Sixteen York students, including the boyfriend of the infected 19-year-old and a friend visiting from Leeds University have all been checked for signs of the illness and have been issued with antibiotics.
The first year Alcuin student fell ill on Saturday Week 2 while on a shopping trip in York. She was rushed to a walk-in medical centre by friends, but was reportedly “sent away” after staff misdiagnosed the deadly disease as influenza.
Friends were alarmed when a rash appeared on the arm of the woman, a tell tale signature of the illness, and she was admitted to York District Hospital at 5.00am on Sunday morning, but was still not diagnosed with the disease for several hours.
After spending two weeks in hospital, the student, who did not want to be named, is now recovering with family at home in the city of Bath, and is hoping to return to her studies early next term.
The York health scare came just days after a 20-year-old student from Sussex University died suddenly from the same B strain of the disease, which currently does not have a vaccine.
Bev Corbett, Education Manager of the Meningitis Trust, said awareness of the disease among students has fallen since the introduction of the Meningitis C vaccine.

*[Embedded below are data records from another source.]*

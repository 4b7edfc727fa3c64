//! A single play session
//!
//! Wires settings -> generator -> scene -> engine, then runs the fixed-timestep
//! loop and routes key presses and collision events.

use rand::{RngCore, SeedableRng};
use rand_pcg::Pcg32;

use crate::consts::{MAX_SUBSTEPS, SIM_DT};
use crate::controller::{GameEvent, GamePhase, Key, WinController, apply_key};
use crate::engine::{BodyId, Engine};
use crate::error::{MazeError, Result};
use crate::maze::{WallTopology, generate};
use crate::scene::assemble;
use crate::settings::Settings;

pub struct Session<E: Engine> {
    engine: E,
    settings: Settings,
    topology: WallTopology,
    /// Seed the maze was generated from
    seed: u64,
    actor: BodyId,
    goal: BodyId,
    controller: WinController,
    accumulator: f32,
}

impl<E: Engine> Session<E> {
    /// Generate a maze, assemble it and register every body with `engine`.
    ///
    /// `settings.seed` wins over `rng`; otherwise a seed is drawn from `rng`
    /// so the maze can be reproduced later.
    pub fn start<R: RngCore + ?Sized>(
        settings: Settings,
        mut engine: E,
        rng: &mut R,
    ) -> Result<Self> {
        settings.validate()?;

        let seed = settings.seed.unwrap_or_else(|| rng.next_u64());
        let topology = generate(settings.rows, settings.cols, &mut Pcg32::seed_from_u64(seed))?;
        let scene = assemble(
            &topology,
            settings.cell_width(),
            settings.cell_height(),
            settings.wall_thickness,
        )?;

        let ids: Vec<BodyId> = scene.bodies().map(|desc| engine.add_body(desc)).collect();
        // Registration order ends with the goal, then the ball
        let &[.., goal, actor] = ids.as_slice() else {
            return Err(MazeError::InvalidConfig("scene produced no bodies".to_string()));
        };

        log::info!(
            "Session started: {}x{} maze, seed {}, {} walls",
            settings.rows,
            settings.cols,
            seed,
            scene.obstacles.len()
        );

        Ok(Self {
            engine,
            controller: WinController::new(settings.collapse_on_win),
            settings,
            topology,
            seed,
            actor,
            goal,
            accumulator: 0.0,
        })
    }

    pub fn phase(&self) -> GamePhase {
        self.controller.phase()
    }

    pub fn topology(&self) -> &WallTopology {
        &self.topology
    }

    pub fn settings(&self) -> &Settings {
        &self.settings
    }

    pub fn seed(&self) -> u64 {
        self.seed
    }

    pub fn actor(&self) -> BodyId {
        self.actor
    }

    pub fn goal(&self) -> BodyId {
        self.goal
    }

    pub fn engine(&self) -> &E {
        &self.engine
    }

    pub fn engine_mut(&mut self) -> &mut E {
        &mut self.engine
    }

    /// Apply one directional key press to the ball
    pub fn handle_key(&mut self, key: Key) -> Result<()> {
        apply_key(&mut self.engine, self.actor, key)?;
        Ok(())
    }

    /// Advance exactly one tick
    pub fn step(&mut self) -> Result<Option<GameEvent>> {
        let pairs = self.engine.step();
        self.controller.on_collisions(&pairs, &mut self.engine)
    }

    /// Advance by wall-clock `dt` seconds using a fixed timestep
    pub fn update(&mut self, dt: f32) -> Result<Vec<GameEvent>> {
        // Non-finite frame times (clock glitches) count as an empty frame
        let dt = if dt.is_finite() { dt.clamp(0.0, 0.1) } else { 0.0 };
        self.accumulator += dt;

        let mut events = Vec::new();
        let mut substeps = 0;
        while self.accumulator >= SIM_DT && substeps < MAX_SUBSTEPS {
            if let Some(event) = self.step()? {
                events.push(event);
            }
            self.accumulator -= SIM_DT;
            substeps += 1;
        }
        Ok(events)
    }
}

“There is still no vaccine for the most prevalent group of meningitis – meningococcal B, so the disease should still be a concern.”
“If you think someone is unwell and may have meningitis or septicaemia, don’t wait for a rash to appear, get urgent medical advice straightaway.”
Health officials at York have renewed warnings about the seriousness of the disease after reported cases of meningitis soared at the start of the year, with 53 infections in the first week of January alone.
However, following a flood of concerned students, health centre staff have also warned against “unnecessary panic” and “student hypochondria” after rumours circulated that the disease had spread to surrounding colleges.
Panic swept through James College after it was feared that the disease had passed from the boyfriend of the infected woman, who is a James student.
“The problem is that the symptoms of meningitis are a lot like those of flu, so it is incredibly difficult to know if it’s just a bit of flu or potentially life-threatening” a health centre source said.
University Press Spokesperson, Hilary Layton, quashed rumours of an emerging epidemic on campus, and dismissed them as “unfounded.” “If there was another outbreak, we would be the first to know” she insisted.
The key early signs of meningitis are headache, stiff neck and dislike of bright lights. Other symptoms such as vomiting, drowsiness, joint pain and fever may also be experienced.